New Hitler youth is enemy at the gates

Pictures taken during a tour by Brandon Russell in 2015 including at Buckingham Palace

Pictures taken during a tour by Brandon Russell in 2015 including at Buckingham Palace

A jailed American neo-Nazi leader has boasted that he met the banned British fascist group National Action outside Buckingham Palace.

Brandon Russell, who was jailed for five years after police found bomb-making materials in his flat, is a co-founder of Atomwaffen, an extremist network whose young followers have been implicated in a string of murders.

National Action, Britain’s most prominent far-right terrorist group, targets youth, promotes race war and tweeted after the murder of Jo Cox: “Only 649 MPs to go.”

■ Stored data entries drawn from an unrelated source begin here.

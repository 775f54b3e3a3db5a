//! Task persistence for the genflow platform.
//!
//! [`TaskStore`] is the single authority over task records. It prefers a
//! durable Redis backend when one is configured and reachable, and
//! permanently downgrades to an in-process map on the first backend
//! failure -- callers never observe storage errors, only the current
//! [`StoreMode`].
//!
//! - [`backend`] -- the storage seam: [`TaskBackend`] trait and its error.
//! - [`redis`] -- durable implementation with native per-key expiry.
//! - [`memory`] -- ephemeral implementation swept by the store.
//! - [`store`] -- the facade, downgrade logic, and retention sweep.

pub mod backend;
pub mod memory;
pub mod redis;
pub mod store;

pub use self::backend::{BackendError, TaskBackend};
pub use self::memory::MemoryBackend;
pub use self::redis::RedisBackend;
pub use self::store::{StoreConfig, StoreMode, TaskFilter, TaskStore, DEFAULT_LIST_LIMIT};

An image on Atomwaffen’s website

An image on Atomwaffen’s website

The discovery of a transatlantic alliance between young Hitler enthusiasts comes days after Mark Rowley, Britain’s most senior counterterrorism officer, warned that violent British white supremacists were starting to make international connections.

Russell used his nickname “Odin” on the neo-Nazi Iron March forum to describe his tour of Britain with National Action in July 2015. He stopped at sensitive locations such as Buckingham Palace where Atomwaffen and National Action members posed with their respective flags. A third flag unfurled there represented Iron March.

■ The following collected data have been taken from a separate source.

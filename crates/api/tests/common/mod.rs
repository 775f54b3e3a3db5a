//! Shared helpers for API integration tests.
//!
//! Builds the full application router (same middleware stack as
//! production) around an ephemeral task store and a test-controlled
//! generation provider, plus small request/response conveniences.

use std::sync::Arc;
use std::time::Duration;

use async_trait::async_trait;
use axum::body::Body;
use axum::http::header::CONTENT_TYPE;
use axum::http::{Method, Request};
use axum::response::Response;
use axum::Router;
use http_body_util::BodyExt;
use tokio::sync::{mpsc, oneshot};
use tower::ServiceExt;

use genflow_api::config::ServerConfig;
use genflow_api::router::build_app_router;
use genflow_api::state::AppState;
use genflow_events::WebhookNotifier;
use genflow_provider::{GenerationProvider, GenerationRequest, ProviderError};
use genflow_queue::TaskQueue;
use genflow_store::{StoreConfig, TaskStore};

/// Build a test `ServerConfig` with safe defaults.
pub fn test_config() -> ServerConfig {
    ServerConfig {
        host: "127.0.0.1".to_string(),
        port: 0,
        cors_origins: vec!["http://localhost:5173".to_string()],
        request_timeout_secs: 30,
        redis_url: None,
        task_namespace: "genflow-test".to_string(),
        task_retention_hours: 1,
        max_concurrent_jobs: 50,
        provider_url: "http://localhost:8188".to_string(),
        provider_api_key: None,
        provider_timeout_secs: 5,
    }
}

/// Build the full application router with all middleware layers, using an
/// ephemeral store, the given provider, and a queue of `max_concurrent`.
///
/// Mirrors the wiring in `main.rs` so integration tests exercise the same
/// stack (CORS, request ID, timeout, tracing, panic recovery) that
/// production uses.
pub async fn build_test_app(
    provider: Arc<dyn GenerationProvider>,
    max_concurrent: usize,
) -> Router {
    let config = test_config();

    let store = TaskStore::connect(StoreConfig {
        redis_url: None,
        namespace: config.task_namespace.clone(),
        retention: config.task_retention(),
    })
    .await;

    let state = AppState {
        store,
        queue: TaskQueue::new(max_concurrent),
        notifier: Arc::new(WebhookNotifier::new()),
        provider,
        config: Arc::new(config.clone()),
    };

    build_app_router(state, &config)
}

// ---------------------------------------------------------------------------
// Test providers
// ---------------------------------------------------------------------------

/// Provider that immediately succeeds with fixed outputs.
pub struct StaticProvider {
    pub outputs: Vec<String>,
}

#[async_trait]
impl GenerationProvider for StaticProvider {
    async fn generate(&self, _request: GenerationRequest) -> Result<Vec<String>, ProviderError> {
        Ok(self.outputs.clone())
    }
}

/// Provider that always fails with an upstream service error.
pub struct FailingProvider;

#[async_trait]
impl GenerationProvider for FailingProvider {
    async fn generate(&self, _request: GenerationRequest) -> Result<Vec<String>, ProviderError> {
        Err(ProviderError::Service {
            status: 502,
            message: "upstream exploded".to_string(),
        })
    }
}

/// A release handle for one in-flight gated generation.
pub struct GenerationGate {
    pub prompt: Option<String>,
    pub release: oneshot::Sender<Vec<String>>,
}

/// Provider whose generations block until the test releases them.
///
/// Every call sends a [`GenerationGate`] on the channel (in start order)
/// and waits for the test to answer it.
pub struct GatedProvider {
    started: mpsc::UnboundedSender<GenerationGate>,
}

impl GatedProvider {
    pub fn new() -> (Arc<Self>, mpsc::UnboundedReceiver<GenerationGate>) {
        let (started, gates) = mpsc::unbounded_channel();
        (Arc::new(Self { started }), gates)
    }
}

#[async_trait]
impl GenerationProvider for GatedProvider {
    async fn generate(&self, request: GenerationRequest) -> Result<Vec<String>, ProviderError> {
        let (release, gate) = oneshot::channel();
        let _ = self.started.send(GenerationGate {
            prompt: request.prompt.clone(),
            release,
        });
        // A dropped gate just completes with no outputs.
        Ok(gate.await.unwrap_or_default())
    }
}

// ---------------------------------------------------------------------------
// Request helpers
// ---------------------------------------------------------------------------

/// Issue a GET request against the app.
pub async fn get(app: Router, uri: &str) -> Response {
    app.oneshot(
        Request::builder()
            .uri(uri)
            .body(Body::empty())
            .unwrap(),
    )
    .await
    .unwrap()
}

/// Issue a POST request with a JSON body against the app.
pub async fn post_json(app: Router, uri: &str, body: serde_json::Value) -> Response {
    app.oneshot(
        Request::builder()
            .method(Method::POST)
            .uri(uri)
            .header(CONTENT_TYPE, "application/json")
            .body(Body::from(body.to_string()))
            .unwrap(),
    )
    .await
    .unwrap()
}

/// Issue a bodyless POST request against the app.
pub async fn post_empty(app: Router, uri: &str) -> Response {
    app.oneshot(
        Request::builder()
            .method(Method::POST)
            .uri(uri)
            .body(Body::empty())
            .unwrap(),
    )
    .await
    .unwrap()
}

/// Issue a DELETE request against the app.
pub async fn delete(app: Router, uri: &str) -> Response {
    app.oneshot(
        Request::builder()
            .method(Method::DELETE)
            .uri(uri)
            .body(Body::empty())
            .unwrap(),
    )
    .await
    .unwrap()
}

/// Decode a response body as JSON.
pub async fn body_json(response: Response) -> serde_json::Value {
    let bytes = response.into_body().collect().await.unwrap().to_bytes();
    serde_json::from_slice(&bytes).unwrap()
}

/// Poll `GET /api/v1/tasks/{id}` until `predicate` holds on the task
/// payload or a 2-second deadline passes. Returns the final payload.
pub async fn poll_task_until(
    app: &Router,
    id: &str,
    predicate: impl Fn(&serde_json::Value) -> bool,
) -> serde_json::Value {
    let deadline = tokio::time::Instant::now() + Duration::from_secs(2);
    loop {
        let response = get(app.clone(), &format!("/api/v1/tasks/{id}")).await;
        let json = body_json(response).await;
        if predicate(&json["data"]) {
            return json["data"].clone();
        }
        if tokio::time::Instant::now() > deadline {
            panic!("timed out waiting for task state, last seen: {json}");
        }
        tokio::time::sleep(Duration::from_millis(10)).await;
    }
}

National Action’s flag incorporates the symbol of Sir Oswald Mosley’s Union Movement in which his son Max, now a privacy campaigner, was a prominent activist.

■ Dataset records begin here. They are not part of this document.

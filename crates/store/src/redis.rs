//! Redis-backed durable task storage.
//!
//! Records are stored as JSON strings under `<namespace>:task:<id>`, with
//! a secondary set `<namespace>:task_ids` for enumeration. A per-key TTL
//! is installed only once a task reaches a terminal status; Redis expiry
//! then removes the record without any sweep on our side. The index set
//! is reconciled lazily by [`TaskStore::list`](crate::TaskStore::list)
//! pruning ids whose records have expired.

use std::time::Duration;

use async_trait::async_trait;
use redis::aio::ConnectionManager;
use redis::AsyncCommands;

use genflow_core::{Task, TaskId};

use crate::backend::{BackendError, TaskBackend};

/// Durable task backend over a single Redis connection manager.
///
/// The connection manager transparently re-establishes dropped
/// connections; an operation that still fails is surfaced as a
/// [`BackendError`] and triggers the store's downgrade.
pub struct RedisBackend {
    conn: ConnectionManager,
    namespace: String,
}

impl RedisBackend {
    /// Connect to `url` and verify the server answers a PING.
    pub async fn connect(url: &str, namespace: &str) -> Result<Self, BackendError> {
        let client = redis::Client::open(url)?;
        let mut conn = ConnectionManager::new(client).await?;
        redis::cmd("PING").query_async::<_, String>(&mut conn).await?;

        Ok(Self {
            conn,
            namespace: namespace.to_string(),
        })
    }

    /// Key holding one task record.
    fn task_key(&self, id: TaskId) -> String {
        format!("{}:task:{}", self.namespace, id)
    }

    /// Key of the enumeration set holding all live task ids.
    fn index_key(&self) -> String {
        format!("{}:task_ids", self.namespace)
    }
}

#[async_trait]
impl TaskBackend for RedisBackend {
    async fn put(&self, task: &Task, expire_after: Option<Duration>) -> Result<(), BackendError> {
        let json = serde_json::to_string(task)?;
        let key = self.task_key(task.id);
        let mut conn = self.conn.clone();

        let _: () = conn.set(&key, json).await?;
        let _: () = conn.sadd(self.index_key(), task.id.to_string()).await?;
        if let Some(ttl) = expire_after {
            let _: () = conn.expire(&key, ttl.as_secs() as i64).await?;
        }
        Ok(())
    }

    async fn get(&self, id: TaskId) -> Result<Option<Task>, BackendError> {
        let mut conn = self.conn.clone();
        let raw: Option<String> = conn.get(self.task_key(id)).await?;
        match raw {
            Some(json) => Ok(Some(serde_json::from_str(&json)?)),
            None => Ok(None),
        }
    }

    async fn get_many(&self, ids: &[TaskId]) -> Result<Vec<Option<Task>>, BackendError> {
        if ids.is_empty() {
            return Ok(Vec::new());
        }
        let keys: Vec<String> = ids.iter().map(|id| self.task_key(*id)).collect();
        let mut conn = self.conn.clone();
        let raw: Vec<Option<String>> = conn.mget(&keys).await?;

        Ok(raw
            .into_iter()
            .map(|record| {
                record.and_then(|json| match serde_json::from_str(&json) {
                    Ok(task) => Some(task),
                    Err(e) => {
                        tracing::warn!(error = %e, "Skipping unparseable task record");
                        None
                    }
                })
            })
            .collect())
    }

    async fn remove(&self, id: TaskId) -> Result<(), BackendError> {
        let mut conn = self.conn.clone();
        let _: () = conn.del(self.task_key(id)).await?;
        let _: () = conn.srem(self.index_key(), id.to_string()).await?;
        Ok(())
    }

    async fn ids(&self) -> Result<Vec<TaskId>, BackendError> {
        let mut conn = self.conn.clone();
        let members: Vec<String> = conn.smembers(self.index_key()).await?;

        // Ignore malformed members rather than poisoning enumeration.
        Ok(members
            .iter()
            .filter_map(|member| member.parse().ok())
            .collect())
    }

    async fn prune_ids(&self, stale: &[TaskId]) -> Result<(), BackendError> {
        if stale.is_empty() {
            return Ok(());
        }
        let members: Vec<String> = stale.iter().map(ToString::to_string).collect();
        let mut conn = self.conn.clone();
        let _: () = conn.srem(self.index_key(), members).await?;
        Ok(())
    }
}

Russell took photographs during his British tour of a display cabinet showing Sir Oswald and his fascist propaganda at the Imperial War Museum in London. He posted the images on Iron March. After the party visited the Houses of Parliament, National Action blogged: “It was good to see the faces of the scum leaving the HOP because they’ll be easier to recognise for the day of the rope.”

Russell met members of National Action, including Ben Raymond, its co-founder, just after one of the organisation’s supporters, Zack Davies, had been convicted for trying to behead an Asian dentist in Mold, north Wales.

Atomwaffen, which means “atomic weapon” in German, was formed in 2015 and is estimated to have only 80 members scattered around the United States. The extremist group was co-founded by housemates Russell, now 22, and Devon Arthurs in Tampa, Florida, in 2015. Russell was sentenced to five years in prison in January after police found bomb-making material at their home. Arthurs told authorities that Russell had been planning to blow up a nuclear power plant near Miami.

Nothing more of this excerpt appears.